L'amministrazione comunale di Butera, nella massima trasparenza, ha ritenuto di bandire, ai fini del conferimento dell'incarico progettuale per il consolidamento di una parte dell'abitato, una pubblica gara, aperta a tutti i professionisti abilitati, per il conferimento del relativo incarico professionale; al riguardo va detto che tutta la legislazione in materia si ispira oggi al principio della rotazione ed imparzialità nel conferimento degli incarichi professionali di progettazione ed impone l'obbligo per le amministrazioni di bandire gare per selezionare i professionisti da incaricare.
Che a qualcuno, e così proprio all'ing. Pecoraro, questo possa dar fastidio è cosa che ben si comprende (ove si pensi agli innumerevoli incarichi, per milioni di euro di parcelle, che negli anni lo stesso ha svolto non solo per il Comune di Butera ma anche per qualche grosso imprenditore privato, sempre nell'ambito del territorio comunale di Butera e nonostante l'incarico di redattore del P.R.G».

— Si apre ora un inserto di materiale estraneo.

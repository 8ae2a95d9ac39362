//! # Crud Context Runtime
//!
//! Runtime for tracking asynchronous operations through the status reducer.
//!
//! ## Core Components
//!
//! - **Store**: holds the state, applies the reducer and publishes snapshots
//! - **`OperationSet`**: the named asynchronous operations to track
//! - **Provider**: owns one store for one operation set; hands out contexts
//! - **Actions**: wrapped operations that dispatch `Start` then `Success` or
//!   `Failure` around every call
//! - **Accessor**: weak handle that resolves to a context while its provider lives
//!
//! ## Example
//!
//! ```ignore
//! use crud_context_runtime::{OperationSet, Provider};
//!
//! let operations = OperationSet::new()
//!     .with("list", |()| async { Ok::<_, String>(vec![1, 2, 3]) });
//!
//! let provider = Provider::new(operations);
//! let context = provider.context();
//!
//! context.actions.call(&"list", ()).await?;
//!
//! let state = provider.state();
//! assert_eq!(state.get(&"list").and_then(|s| s.data.clone()), Some(vec![1, 2, 3]));
//! ```

use crud_context_core::environment::{Clock, SystemClock};
use crud_context_core::reducer::{Reducer, Reduction};
use std::sync::{Arc, RwLock};

/// CRUD services bound as operation sets
pub mod crud;

/// Prometheus metrics for observability
pub mod metrics;

/// Transition observers (diagnostic hook)
pub mod observer;

/// Operation sets
pub mod operation;

/// Providers, contexts and wrapped actions
pub mod provider;

pub use crud::{CrudOperationSet, CrudService, ServiceFuture, crud_operations};
pub use observer::{NoopObserver, TracingObserver, Transition, TransitionObserver};
pub use operation::{OperationFuture, OperationSet};
pub use provider::{Accessor, Actions, Context, Provider, WrappedOperation, build};

/// Error types for the runtime
pub mod error {
    use thiserror::Error;

    /// Errors that can occur during Store operations
    #[derive(Error, Debug, Clone, PartialEq, Eq)]
    pub enum StoreError {
        /// Store is shutting down and not accepting new actions
        ///
        /// Returned by `send()` after `shutdown()` was called. Wrapped
        /// operations that settle after their provider was torn down see this
        /// and drop their terminal action.
        #[error("Store is shutting down")]
        ShutdownInProgress,
    }

    /// A context was requested outside the lifetime of its provider
    ///
    /// This is the only error a consumer of this crate has to handle:
    /// operation failures are recorded as state, never returned.
    #[derive(Error, Debug, Clone, PartialEq, Eq)]
    pub enum ScopeError {
        /// The provider behind this accessor has been torn down or dropped
        #[error("Context accessed outside of its provider: the provider has been torn down")]
        ProviderGone,
    }

    /// Errors from looking up a wrapped operation
    #[derive(Error, Debug, Clone, PartialEq, Eq)]
    pub enum ContextError {
        /// The key is not part of the provider's operation set
        #[error("Unknown operation: {0}")]
        UnknownOperation(String),
    }
}

pub use error::{ContextError, ScopeError, StoreError};

/// Configuration for Provider instances
///
/// # Example
///
/// ```ignore
/// let config = ProviderConfig::default()
///     .with_broadcast_capacity(256)
///     .with_catch_panics(false)
///     .with_observer(NoopObserver);
///
/// let provider = Provider::with_config(operations, config);
/// ```
pub struct ProviderConfig<K, T> {
    /// Capacity of the action broadcast channel
    pub broadcast_capacity: usize,
    /// Whether panics inside operations are recorded as failures
    pub catch_panics: bool,
    /// Hook invoked after every applied transition
    pub observer: Arc<dyn observer::TransitionObserver<K, T>>,
    /// Clock stamping each transition
    pub clock: Arc<dyn Clock>,
}

impl<K, T> ProviderConfig<K, T> {
    /// Set the action broadcast capacity
    ///
    /// Zero is raised to one.
    #[must_use]
    pub const fn with_broadcast_capacity(mut self, capacity: usize) -> Self {
        self.broadcast_capacity = if capacity == 0 { 1 } else { capacity };
        self
    }

    /// Enable or disable recording panics as failures
    ///
    /// When disabled, a panicking operation unwinds through the caller of the
    /// wrapped operation and its slice stays `loading`.
    #[must_use]
    pub const fn with_catch_panics(mut self, catch_panics: bool) -> Self {
        self.catch_panics = catch_panics;
        self
    }

    /// Set the transition observer
    #[must_use]
    pub fn with_observer<O>(mut self, observer: O) -> Self
    where
        O: observer::TransitionObserver<K, T> + 'static,
    {
        self.observer = Arc::new(observer);
        self
    }

    /// Set the clock
    #[must_use]
    pub fn with_clock<C>(mut self, clock: C) -> Self
    where
        C: Clock + 'static,
    {
        self.clock = Arc::new(clock);
        self
    }
}

impl<K, T> Default for ProviderConfig<K, T>
where
    K: std::fmt::Debug + 'static,
    T: 'static,
{
    fn default() -> Self {
        Self {
            broadcast_capacity: 16,
            catch_panics: true,
            observer: Arc::new(observer::TracingObserver),
            clock: Arc::new(SystemClock),
        }
    }
}

impl<K, T> Clone for ProviderConfig<K, T> {
    fn clone(&self) -> Self {
        Self {
            broadcast_capacity: self.broadcast_capacity,
            catch_panics: self.catch_panics,
            observer: Arc::clone(&self.observer),
            clock: Arc::clone(&self.clock),
        }
    }
}

impl<K, T> std::fmt::Debug for ProviderConfig<K, T> {
    fn fmt(&self, f: &mut std::fmt::Formatter<'_>) -> std::fmt::Result {
        f.debug_struct("ProviderConfig")
            .field("broadcast_capacity", &self.broadcast_capacity)
            .field("catch_panics", &self.catch_panics)
            .finish_non_exhaustive()
    }
}

/// Outcome of sending an action to a [`Store`]
#[derive(Debug, Clone, PartialEq)]
pub enum Dispatch<S> {
    /// The reducer applied the action; carries the resulting snapshot
    Applied(S),
    /// The reducer ignored the action; state is unchanged
    Ignored,
}

/// Store module - The runtime for reducers
///
/// Store runtime for coordinating reducer execution and publishing state.
pub mod store {
    use super::{Arc, Dispatch, Reducer, Reduction, RwLock, StoreError};
    use std::sync::PoisonError;
    use std::sync::atomic::{AtomicBool, Ordering};
    use tokio::sync::{broadcast, watch};

    /// The Store - runtime coordinator for a reducer
    ///
    /// The Store manages:
    /// 1. State (behind `RwLock` for concurrent access)
    /// 2. Reducer (state transitions)
    /// 3. Snapshot publication (`watch`) for re-rendering consumers
    /// 4. Action broadcast for observers
    ///
    /// The reducer never awaits, so [`send`](Self::send) is synchronous: the
    /// action is applied, published and broadcast before it returns. All three
    /// happen under the write lock, so snapshot and broadcast order always
    /// match the order in which the reducer applied the actions.
    ///
    /// # Example
    ///
    /// ```ignore
    /// let store = Store::new(StateMap::from_keys(["list"]), StatusReducer::new());
    ///
    /// store.send(StatusAction::Start { op: "list" })?;
    /// let loading = store.state(|s| s.any_loading());
    /// ```
    pub struct Store<R>
    where
        R: Reducer,
    {
        state: Arc<RwLock<R::State>>,
        reducer: R,
        shutdown: Arc<AtomicBool>,
        snapshots: Arc<watch::Sender<R::State>>,
        action_broadcast: broadcast::Sender<R::Action>,
    }

    impl<R> Store<R>
    where
        R: Reducer + Send + Sync + 'static,
        R::State: Clone + Send + Sync + 'static,
        R::Action: Clone + Send + 'static,
    {
        /// Create a new store with initial state and reducer
        ///
        /// The action broadcast capacity defaults to 16.
        #[must_use]
        pub fn new(initial_state: R::State, reducer: R) -> Self {
            Self::with_broadcast_capacity(initial_state, reducer, 16)
        }

        /// Create a new Store with custom action broadcast capacity
        ///
        /// Increase the capacity if action observers frequently lag. A
        /// capacity of zero is raised to one.
        #[must_use]
        pub fn with_broadcast_capacity(initial_state: R::State, reducer: R, capacity: usize) -> Self {
            let (action_broadcast, _) = broadcast::channel(capacity.max(1));
            let (snapshots, _) = watch::channel(initial_state.clone());

            Self {
                state: Arc::new(RwLock::new(initial_state)),
                reducer,
                shutdown: Arc::new(AtomicBool::new(false)),
                snapshots: Arc::new(snapshots),
                action_broadcast,
            }
        }

        /// Send an action to the store
        ///
        /// Runs the reducer under the write lock. When the action applies, the
        /// new state is published on the snapshot channel, the action is
        /// broadcast to action subscribers and the snapshot is returned.
        ///
        /// # Errors
        ///
        /// Returns [`StoreError::ShutdownInProgress`] if the store is shutting down.
        #[tracing::instrument(skip(self, action), name = "store_send")]
        pub fn send(&self, action: R::Action) -> Result<Dispatch<R::State>, StoreError> {
            if self.shutdown.load(Ordering::Acquire) {
                tracing::debug!("Rejected action: store is shutting down");
                metrics::counter!(crate::metrics::names::ACTIONS_REJECTED).increment(1);
                return Err(StoreError::ShutdownInProgress);
            }

            let observed = action.clone();

            let mut state = self.state.write().unwrap_or_else(PoisonError::into_inner);
            tracing::trace!("Acquired write lock on state");

            if self.reducer.reduce(&mut *state, action) == Reduction::Ignored {
                tracing::trace!("Reducer ignored action");
                return Ok(Dispatch::Ignored);
            }

            let snapshot = state.clone();
            self.snapshots.send_replace(snapshot.clone());

            // No receivers is fine: observation is optional
            let _ = self.action_broadcast.send(observed);
            drop(state);

            metrics::counter!(crate::metrics::names::ACTIONS_PROCESSED).increment(1);

            Ok(Dispatch::Applied(snapshot))
        }

        /// Read current state via a closure
        ///
        /// ```ignore
        /// let loading = store.state(|s| s.any_loading());
        /// ```
        pub fn state<F, T>(&self, f: F) -> T
        where
            F: FnOnce(&R::State) -> T,
        {
            let state = self.state.read().unwrap_or_else(PoisonError::into_inner);
            f(&*state)
        }

        /// Latest published state, without touching the lock
        #[must_use]
        pub fn snapshot(&self) -> R::State {
            self.snapshots.borrow().clone()
        }

        /// Subscribe to state snapshots
        ///
        /// The receiver starts at the current state and is notified after
        /// every applied action.
        #[must_use]
        pub fn subscribe(&self) -> watch::Receiver<R::State> {
            self.snapshots.subscribe()
        }

        /// Subscribe to every applied action
        ///
        /// If the receiver lags it skips old actions and receives
        /// `RecvError::Lagged`.
        #[must_use]
        pub fn subscribe_actions(&self) -> broadcast::Receiver<R::Action> {
            self.action_broadcast.subscribe()
        }
    }

    impl<R> Store<R>
    where
        R: Reducer,
    {
        /// Stop accepting actions
        ///
        /// Idempotent. State stays readable after shutdown.
        pub fn shutdown(&self) {
            if !self.shutdown.swap(true, Ordering::AcqRel) {
                tracing::debug!("Store shut down");
            }
        }

        /// Whether [`shutdown`](Self::shutdown) was called
        #[must_use]
        pub fn is_shut_down(&self) -> bool {
            self.shutdown.load(Ordering::Acquire)
        }
    }

    impl<R> Clone for Store<R>
    where
        R: Reducer + Clone,
    {
        fn clone(&self) -> Self {
            Self {
                state: Arc::clone(&self.state),
                reducer: self.reducer.clone(),
                shutdown: Arc::clone(&self.shutdown),
                snapshots: Arc::clone(&self.snapshots),
                action_broadcast: self.action_broadcast.clone(),
            }
        }
    }
}

// Re-export for convenience
pub use store::Store;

Pertanto, secondo l'amministrazione Casisi «E' inaccettabile che un soggetto così direttamente interessato faccia simili affermazioni lesive tramite stampa nei riguardi degli amministratori e dei funzionari che hanno la sola colpa di rispettare integralmente il principio legislativo della rotazione e di consentire anche ad altri professionisti, specialmente ai giovani, alcune opportunità di lavoro; è falso e calunnioso affermare che l'amministrazione comunale abbia in qualsiasi modo perseguito "interessi privati" in questa come in altre vicende. Strumentalmente e capziosamente, al fine di gettare sospetti ed ombre su questa amministrazione, l'ing. Pecoraro fa riferimento alla posizione del genero dell'assessore Vassallo, pure esso ingegnere libero professionista, il quale ha partecipato alla gara di progettazione di che trattasi e non si comprende perché mai una tale partecipazione debba essere rappresentata a detrimento e nocumento dell'azione dell'amministrazione comunale e delle persone stesse degli amministratori.
A comprova del fatto che non v'è stata alcuna commistione di interessi con l'ing. Bonadonna o con chiunque altro - ha aggiunto il sindaco - va detto che il predetto professionista è stato addirittura escluso dalla gara di progettazione di che trattasi: in altri termini, pur essendo genero di un assessore (e questa non può certo essere una colpa), non si può certo dire che abbia goduto di un qualche favoritismo». In merito alla questione legata alla presunta revoca del finanziamento del progetto per il consolidamento, Casisi ha ribadito: «Nessun finanziamento è stato revocato: il progetto rielaborato e munito di tutti i prescritti pareri, trovasi in Assessorato per la definizione dell'iter. Nessun finanziamento andrà quindi perduto».